▸ What you have to do
Your task is to write out the lines from the line containing "#[derive(Error, Debug)]" through the last line of the material, exactly.

== == ==

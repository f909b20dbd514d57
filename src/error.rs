//! Error types for tasktree.
//!
//! Only the store and the surfaces above it can fail. Tree operations treat an
//! unknown id as a no-op and never produce an error.

use std::path::PathBuf;

use thiserror::Error;

/// Main error type for store and command failures.
#[derive(Error, Debug)]
pub enum Error {
    #[error("task store unavailable at {path}: {source}")]
    StoreUnavailable {
        path: PathBuf,
        #[source]
        source: std::io::Error,
    },

    #[error("task store at {path} is not valid JSON: {source}")]
    CorruptStore {
        path: PathBuf,
        #[source]
        source: serde_json::Error,
    },

    #[error("Task with ID {0} not found")]
    TaskNotFound(u64),

    #[error("Invalid argument: {0}")]
    InvalidArgument(String),

    #[error("IO error: {0}")]
    Io(#[from] std::io::Error),
}

pub type Result<T> = std::result::Result<T, Error>;

#[cfg(test)]
mod tests {
    use super::*;

    #[test]
    fn test_messages_name_the_offending_input() {
        assert_eq!(Error::TaskNotFound(42).to_string(), "Task with ID 42 not found");

        let err = Error::StoreUnavailable {
            path: PathBuf::from("/tmp/tasks.json"),
            source: std::io::Error::new(std::io::ErrorKind::PermissionDenied, "denied"),
        };
        assert!(err.to_string().contains("/tmp/tasks.json"));
        assert!(std::error::Error::source(&err).is_some());
    }
}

== == ==

▸ Result of this exercise
#[derive(Error, Debug)]
pub enum Error {
    #[error("task store unavailable at {path}: {source}")]
    StoreUnavailable {
        path: PathBuf,
        #[source]
        source: std::io::Error,
    },

    #[error("task store at {path} is not valid JSON: {source}")]
    CorruptStore {
        path: PathBuf,
        #[source]
        source: serde_json::Error,
    },

    #[error("Task with ID {0} not found")]
    TaskNotFound(u64),

    #[error("Invalid argument: {0}")]
    InvalidArgument(String),

    #[error("IO error: {0}")]
    Io(#[from] std::io::Error),
}

pub type Result<T> = std::result::Result<T, Error>;

#[cfg(test)]
mod tests {
    use super::*;

    #[test]
    fn test_messages_name_the_offending_input() {
        assert_eq!(Error::TaskNotFound(42).to_string(), "Task with ID 42 not found");

        let err = Error::StoreUnavailable {
            path: PathBuf::from("/tmp/tasks.json"),
            source: std::io::Error::new(std::io::ErrorKind::PermissionDenied, "denied"),
        };
        assert!(err.to_string().contains("/tmp/tasks.json"));
        assert!(std::error::Error::source(&err).is_some());
    }
}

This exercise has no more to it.